El claustro constituía la representación del Paraíso. Así lo había comprendido San Bernardo cuando lo denominaba en su Sermón De Diversis como " Vere Claustrum Est Paradisus ..." (Verdaderamente el claustro es un Paraíso ). También San Isidoro aludía a él como la representación paradisíaca por excelencia " ...el Paraíso es un lugar situado en tierras orientales. Paraíso traducido del griego al latín significa jardín, en lengua hebrea se denomina Edén, que quiere decir delicias, de ahí el jardín de las delicias ...".
El claustro es por consiguiente el símbolo de un paraíso reconstruido en el centro de la clausura monacal, donde todo debe ser un mundo ordenado y armónico que haga referencia a la labor a la que está destinado: la búsqueda de la perfección de los seres que en él habitan y desarrollan su vida diaria de servicio, de reflexión.

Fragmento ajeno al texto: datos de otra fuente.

//! Financial formula library.
//!
//! RULE: Every function here is pure — no I/O, no store access, no RNG.
//! Money goes in as integer cents and comes out as integer cents.
//! Rounding and weighting coefficients are parameters, never constants
//! baked into the math.

use crate::types::Cents;
use serde::{Deserialize, Serialize};

/// Rounding rule applied to interest postings.
#[derive(Debug, Clone, Copy, Serialize, Deserialize, PartialEq, Eq)]
#[serde(rename_all = "snake_case")]
pub enum RoundingMode {
    /// Round half away from zero.
    HalfUp,
    /// Banker's rounding (round half to even).
    HalfEven,
}

impl RoundingMode {
    pub fn round(self, value: f64) -> i64 {
        match self {
            Self::HalfUp => {
                if value >= 0.0 {
                    (value + 0.5).floor() as i64
                } else {
                    (value - 0.5).ceil() as i64
                }
            }
            Self::HalfEven => {
                let floor = value.floor();
                let frac = value - floor;
                if (frac - 0.5).abs() < f64::EPSILON {
                    let lower = floor as i64;
                    if lower % 2 == 0 {
                        lower
                    } else {
                        lower + 1
                    }
                } else {
                    Self::HalfUp.round(value)
                }
            }
        }
    }
}

/// Monthly-compounded savings interest: round(balance * rate% / 12).
pub fn savings_interest(balance: Cents, annual_rate_percent: f64, rounding: RoundingMode) -> Cents {
    if balance <= 0 {
        return 0;
    }
    rounding.round(balance as f64 * annual_rate_percent / 100.0 / 12.0)
}

/// Daily-accrued credit-card interest over one billing cycle.
pub fn credit_card_interest(
    outstanding: Cents,
    apr_percent: f64,
    days_in_cycle: u32,
    rounding: RoundingMode,
) -> Cents {
    if outstanding <= 0 {
        return 0;
    }
    rounding.round(outstanding as f64 * (apr_percent / 100.0 / 365.0) * days_in_cycle as f64)
}

/// Component factors feeding the credit-health index, each on 0–100.
#[derive(Debug, Clone, Copy, Serialize, Deserialize, PartialEq)]
pub struct CreditHealthFactors {
    pub payment_history: f64,
    pub utilization: f64,
    pub account_age: f64,
    pub credit_mix: f64,
    pub new_inquiries: f64,
}

/// Weighting coefficients for the composite. Sums are normalized, so the
/// weights need not add to 1.0 exactly.
#[derive(Debug, Clone, Copy, Serialize, Deserialize)]
pub struct CreditHealthWeights {
    pub payment_history: f64,
    pub utilization: f64,
    pub account_age: f64,
    pub credit_mix: f64,
    pub new_inquiries: f64,
}

pub const CHI_MIN: i64 = 300;
pub const CHI_MAX: i64 = 850;

/// Weighted composite of the five factors, mapped onto 300–850.
pub fn credit_health_index(factors: &CreditHealthFactors, weights: &CreditHealthWeights) -> i64 {
    let total_weight = weights.payment_history
        + weights.utilization
        + weights.account_age
        + weights.credit_mix
        + weights.new_inquiries;
    if total_weight <= 0.0 {
        return CHI_MIN;
    }
    let composite = (factors.payment_history.clamp(0.0, 100.0) * weights.payment_history
        + factors.utilization.clamp(0.0, 100.0) * weights.utilization
        + factors.account_age.clamp(0.0, 100.0) * weights.account_age
        + factors.credit_mix.clamp(0.0, 100.0) * weights.credit_mix
        + factors.new_inquiries.clamp(0.0, 100.0) * weights.new_inquiries)
        / total_weight;
    let scaled = CHI_MIN as f64 + composite / 100.0 * (CHI_MAX - CHI_MIN) as f64;
    (scaled.round() as i64).clamp(CHI_MIN, CHI_MAX)
}

/// One budget category: what was allocated vs. what was actually spent.
#[derive(Debug, Clone, Copy)]
pub struct BudgetCategoryResult {
    pub budgeted: Cents,
    pub spent: Cents,
}

/// Aggregate adherence percentage, 0–100.
///
/// Staying at or under budget scores proportionally to how much of the
/// allocation was used; going over penalizes twice as hard per percentage
/// point of overrun.
pub fn budget_score(categories: &[BudgetCategoryResult]) -> i64 {
    let scored: Vec<f64> = categories
        .iter()
        .filter(|c| c.budgeted > 0)
        .map(|c| {
            let ratio = c.spent as f64 / c.budgeted as f64;
            if ratio <= 1.0 {
                // 100 at exactly on budget, degrading toward 50 at zero spend.
                50.0 + 50.0 * ratio
            } else {
                (100.0 - (ratio - 1.0) * 200.0).max(0.0)
            }
        })
        .collect();
    if scored.is_empty() {
        return 100;
    }
    (scored.iter().sum::<f64>() / scored.len() as f64).round() as i64
}

/// Progressive financial-health stages used by the bankruptcy machine.
#[derive(Debug, Clone, Copy, Serialize, Deserialize, PartialEq, Eq)]
#[serde(rename_all = "snake_case")]
pub enum BankruptcyStage {
    Normal,
    FinancialStress,
    FinancialDistress,
    Bankrupt,
}

impl BankruptcyStage {
    pub fn as_str(&self) -> &'static str {
        match self {
            Self::Normal => "normal",
            Self::FinancialStress => "financial_stress",
            Self::FinancialDistress => "financial_distress",
            Self::Bankrupt => "bankrupt",
        }
    }

    pub fn parse(s: &str) -> Self {
        match s {
            "financial_stress" => Self::FinancialStress,
            "financial_distress" => Self::FinancialDistress,
            "bankrupt" => Self::Bankrupt,
            _ => Self::Normal,
        }
    }
}

/// Tunable bankruptcy trigger/exit thresholds. Game-balance values,
/// externalized on GameConfig rather than hard-coded.
#[derive(Debug, Clone, Copy, Serialize, Deserialize)]
pub struct BankruptcyThresholds {
    /// Net-worth-to-monthly-income ratio at or below which the player is
    /// considered insolvent (e.g. -3.0 = three months of income underwater).
    pub trigger_ratio: f64,
    /// Ratio marking early stress (stage `financial_stress`).
    pub stress_ratio: f64,
    /// Ratio marking deep distress (stage `financial_distress`).
    pub distress_ratio: f64,
    /// Consecutive negative-net-worth months required to trigger.
    pub trigger_months: u32,
    /// Consecutive positive-net-worth months required to exit.
    pub exit_months: u32,
    /// Fixed-length recovery window, in days, set on entry.
    pub recovery_days: u32,
    /// Credit-health index is floored to this on entry.
    pub chi_floor: i64,
}

#[derive(Debug, Clone, Copy, PartialEq)]
pub struct BankruptcyAssessment {
    pub should_trigger: bool,
    pub should_exit: bool,
    pub stage: BankruptcyStage,
}

/// Classify the player's solvency and decide entry/exit transitions.
pub fn assess_bankruptcy(
    net_worth: Cents,
    monthly_income: Cents,
    consecutive_negative_months: u32,
    currently_bankrupt: bool,
    consecutive_positive_months: u32,
    thresholds: &BankruptcyThresholds,
) -> BankruptcyAssessment {
    if currently_bankrupt {
        return BankruptcyAssessment {
            should_trigger: false,
            should_exit: consecutive_positive_months >= thresholds.exit_months,
            stage: BankruptcyStage::Bankrupt,
        };
    }

    // With no income, any sustained negative net worth is insolvency.
    let ratio = if monthly_income > 0 {
        net_worth as f64 / monthly_income as f64
    } else if net_worth < 0 {
        thresholds.trigger_ratio
    } else {
        0.0
    };

    let should_trigger =
        ratio <= thresholds.trigger_ratio && consecutive_negative_months >= thresholds.trigger_months;

    let stage = if should_trigger {
        BankruptcyStage::Bankrupt
    } else if ratio <= thresholds.distress_ratio {
        BankruptcyStage::FinancialDistress
    } else if ratio <= thresholds.stress_ratio {
        BankruptcyStage::FinancialStress
    } else {
        BankruptcyStage::Normal
    };

    BankruptcyAssessment {
        should_trigger,
        should_exit: false,
        stage,
    }
}

#[derive(Debug, Clone, Copy, PartialEq, Eq)]
pub struct TaxAssessment {
    pub total_tax: Cents,
    pub total_withheld: Cents,
    /// Positive = refund due to the player, negative = bill owed.
    pub refund_or_bill: Cents,
}

/// Annual filing math over `months` of income at flat rates.
pub fn tax_assessment(
    monthly_income: Cents,
    months: u32,
    tax_rate: f64,
    withholding_rate: f64,
    rounding: RoundingMode,
) -> TaxAssessment {
    let gross = monthly_income as f64 * months as f64;
    let total_tax = rounding.round(gross * tax_rate);
    let total_withheld = rounding.round(gross * withholding_rate);
    TaxAssessment {
        total_tax,
        total_withheld,
        refund_or_bill: total_withheld - total_tax,
    }
}

/// An insurance policy's claim-relevant terms.
#[derive(Debug, Clone, Copy)]
pub struct PolicyTerms {
    pub deductible: Cents,
    /// Fraction of the post-deductible remainder the insurer pays, 0.0–1.0.
    pub coverage_rate: f64,
}

#[derive(Debug, Clone, Copy, PartialEq, Eq)]
pub struct ClaimOutcome {
    pub covered: bool,
    pub insurance_paid: Cents,
    pub deductible_paid: Cents,
    pub player_pays: Cents,
}

/// Deductible first, then the remainder split by coverage rate.
pub fn process_claim(policy: PolicyTerms, claim_amount: Cents, rounding: RoundingMode) -> ClaimOutcome {
    if claim_amount <= 0 {
        return ClaimOutcome {
            covered: false,
            insurance_paid: 0,
            deductible_paid: 0,
            player_pays: 0,
        };
    }
    let deductible_paid = claim_amount.min(policy.deductible.max(0));
    let remainder = claim_amount - deductible_paid;
    let insurance_paid = rounding.round(remainder as f64 * policy.coverage_rate.clamp(0.0, 1.0));
    ClaimOutcome {
        covered: insurance_paid > 0,
        insurance_paid,
        deductible_paid,
        player_pays: deductible_paid + (remainder - insurance_paid),
    }
}

/// Scale a base premium by the difficulty's premium multiplier.
pub fn adjusted_premium(base_premium: Cents, difficulty_multiplier: f64, rounding: RoundingMode) -> Cents {
    rounding.round(base_premium as f64 * difficulty_multiplier)
}

#[cfg(test)]
mod tests {
    use super::*;

    #[test]
    fn rounding_modes_differ_on_exact_halves() {
        assert_eq!(RoundingMode::HalfUp.round(2.5), 3);
        assert_eq!(RoundingMode::HalfUp.round(-2.5), -3);
        assert_eq!(RoundingMode::HalfEven.round(2.5), 2);
        assert_eq!(RoundingMode::HalfEven.round(3.5), 4);
        assert_eq!(RoundingMode::HalfEven.round(2.4), 2);
    }

    #[test]
    fn interest_is_zero_on_empty_or_negative_balances() {
        assert_eq!(savings_interest(0, 4.0, RoundingMode::HalfUp), 0);
        assert_eq!(savings_interest(-5_000, 4.0, RoundingMode::HalfUp), 0);
        assert_eq!(credit_card_interest(0, 22.0, 30, RoundingMode::HalfUp), 0);
        // $1200.00 at 4% APY pays $4.00 for the month.
        assert_eq!(savings_interest(120_000, 4.0, RoundingMode::HalfUp), 400);
    }

    #[test]
    fn card_interest_accrues_by_the_day() {
        let short = credit_card_interest(100_000, 22.0, 30, RoundingMode::HalfUp);
        let long = credit_card_interest(100_000, 22.0, 31, RoundingMode::HalfUp);
        assert!(long > short);
        assert_eq!(long, 1_868); // 100_000 * 0.22 / 365 * 31
    }

    #[test]
    fn chi_spans_the_full_band_and_clamps() {
        let weights = CreditHealthWeights {
            payment_history: 35.0,
            utilization: 30.0,
            account_age: 15.0,
            credit_mix: 10.0,
            new_inquiries: 10.0,
        };
        let perfect = CreditHealthFactors {
            payment_history: 100.0,
            utilization: 100.0,
            account_age: 100.0,
            credit_mix: 100.0,
            new_inquiries: 100.0,
        };
        assert_eq!(credit_health_index(&perfect, &weights), CHI_MAX);
        let ruined = CreditHealthFactors {
            payment_history: -40.0, // out-of-range input clamps to 0
            utilization: 0.0,
            account_age: 0.0,
            credit_mix: 0.0,
            new_inquiries: 0.0,
        };
        assert_eq!(credit_health_index(&ruined, &weights), CHI_MIN);
    }

    #[test]
    fn budget_score_rewards_use_and_punishes_overruns() {
        let cat = |budgeted, spent| BudgetCategoryResult { budgeted, spent };
        assert_eq!(budget_score(&[]), 100);
        assert_eq!(budget_score(&[cat(100_000, 100_000)]), 100);
        assert_eq!(budget_score(&[cat(100_000, 0)]), 50);
        // 5% over costs 10 points (double penalty per point of overrun).
        assert_eq!(budget_score(&[cat(100_000, 105_000)]), 90);
    }

    #[test]
    fn bankruptcy_needs_both_depth_and_duration() {
        let t = BankruptcyThresholds {
            trigger_ratio: -3.0,
            stress_ratio: -1.0,
            distress_ratio: -2.0,
            trigger_months: 3,
            exit_months: 2,
            recovery_days: 90,
            chi_floor: 300,
        };
        // Deep underwater but only two bad months: distressed, not bankrupt.
        let a = assess_bankruptcy(-1_200_000, 350_000, 2, false, 0, &t);
        assert!(!a.should_trigger);
        assert_eq!(a.stage, BankruptcyStage::FinancialDistress);

        let b = assess_bankruptcy(-1_200_000, 350_000, 3, false, 0, &t);
        assert!(b.should_trigger);

        // Shallow debt never triggers no matter how long it lasts.
        let c = assess_bankruptcy(-500_000, 350_000, 12, false, 0, &t);
        assert!(!c.should_trigger);
        assert_eq!(c.stage, BankruptcyStage::FinancialStress);

        // Exit needs the configured run of positive months.
        assert!(!assess_bankruptcy(10_000, 350_000, 0, true, 1, &t).should_exit);
        assert!(assess_bankruptcy(10_000, 350_000, 0, true, 2, &t).should_exit);
    }

    #[test]
    fn tax_refund_is_withholding_minus_liability() {
        let a = tax_assessment(350_000, 12, 0.18, 0.20, RoundingMode::HalfUp);
        assert_eq!(a.total_tax, 756_000);
        assert_eq!(a.total_withheld, 840_000);
        assert_eq!(a.refund_or_bill, 84_000);
    }

    #[test]
    fn claims_pay_deductible_first_then_split() {
        let policy = PolicyTerms {
            deductible: 50_000,
            coverage_rate: 0.8,
        };
        let big = process_claim(policy, 150_000, RoundingMode::HalfUp);
        assert!(big.covered);
        assert_eq!(big.deductible_paid, 50_000);
        assert_eq!(big.insurance_paid, 80_000);
        assert_eq!(big.player_pays, 70_000);

        // Entirely inside the deductible: the insurer pays nothing.
        let small = process_claim(policy, 30_000, RoundingMode::HalfUp);
        assert!(!small.covered);
        assert_eq!(small.insurance_paid, 0);
        assert_eq!(small.player_pays, 30_000);

        assert_eq!(adjusted_premium(18_000, 1.25, RoundingMode::HalfUp), 22_500);
    }
}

Está constituido físicamente por cuatro crujías, pandas o alas que forman una estructura cuadrada pegada al muro sur de la iglesia. Aunque haya salvedades a esta disposición sólo serán excepciones a la regla. Esas pandas están abiertas al exterior por arcadas que alojan capiteles con escultura de gran valor, por lo que ambas formaciones, la escultórica y la arquitectónica, logran uno de los conjuntos más bellos de la planimetría general de los monasterios.
Como estructura de planta cuadrada ya aparecía en los Beatos. En el de Burgo de Osma (1086) y en el de Fernando y Sancha (1047) recuerdan a la Jerusalén Celeste del Apocalipsis de San Juan, donde se dice "...El ángel me mostró la ciudad, Jerusalén ... la ciudad es cuadrada... ".
El claustro es realizado como cuadrado, pero interpretado a semejanza de la ciudad de Dios con los cuatro ríos evangélicos: el Tigris, el Éufrates, el Pisón y el Guijón, con sus cuatro fuentes que son la representación simbólica de los evangelios, de las cuatro virtudes cardinales, de los cuatro elementos de la creación, de los cuatro puntos cardinales.
En el monasterio el claustro es el corazón de la casa, desde donde se accede a las distintas dependencias del edificio. Pero también es el lugar de las reuniones, el lugar común de la vida cenobítica y solitaria, el sitio que ofrece mejores condiciones para la reflexión serena y tranquila. En él se desarrollaba la meditación de los textos divinos, la verdad revelada que había de llevar a los monjes por el sendero adecuado hasta la ciudad santa, en una caravana donde unos ya habrían llegado a la meta mientras que otros todavía debían esperar en la fila.
En el recogimiento del claustro el monje sostenía, alimentaba y fortalecía el alma para adentrarse en los profundos mundos de la meditación, de la ascesis o búsqueda de la perfección que tenía que realizar individualmente, pero en compañía de la comunidad en la que se había insertado para llegar todos al mismo punto y volver a construir allí el monasterio celeste que todos deseaban después de haber atravesado las dificultades de la vida terrenal.
![]() Claustro del monasterio benedictino de Santo Domingo de Silos, Burgos |
Consecuentemente era un lugar cerrado, de clausura, como advertía el Canon III del Concilio de Zaragoza (691) "... ningún seglar puede penetrar, ni por su propia cuenta, ni tan siquiera con permiso de los monjes o del abad ...". Es precepto que hoy no se cumple porque los tiempos han cambiado, y podemos acceder a esos recintos como visitantes, ya por curiosidad turística o en visitas personales y estancias privadas.
Era por consiguiente un microcosmos sacralizado y armónico, la Casa de la sabiduría cristiana, donde convivía una comunidad de hombres o mujeres con el objetivo de practicar la virtud, que era el fin supremo para conseguir el acceso a la Jerusalén Celeste a la que tanto nos hemos referido en este artículo. Allí se encaminaba el monje, en la regularidad del trabajo y del espíritu, a una lenta progresión hacia lo eterno después de haber renunciado a lo terreno. Todo estaba gobernado por el orden, el silencio y la paz.
No diría yo que los que visitamos y vivimos a menudo en los claustros logremos encontrar la Jerusalén Celeste, pero sí un poco más de sosiego y de paz que el que nos procura la vida moderna, porque he de confesar que creo que el tiempo en los claustros parece anularse, detenerse, adquirir una dimensión nueva ante la presencia de un pasado que parece afrentar las prisas y las intenciones del mundo actual.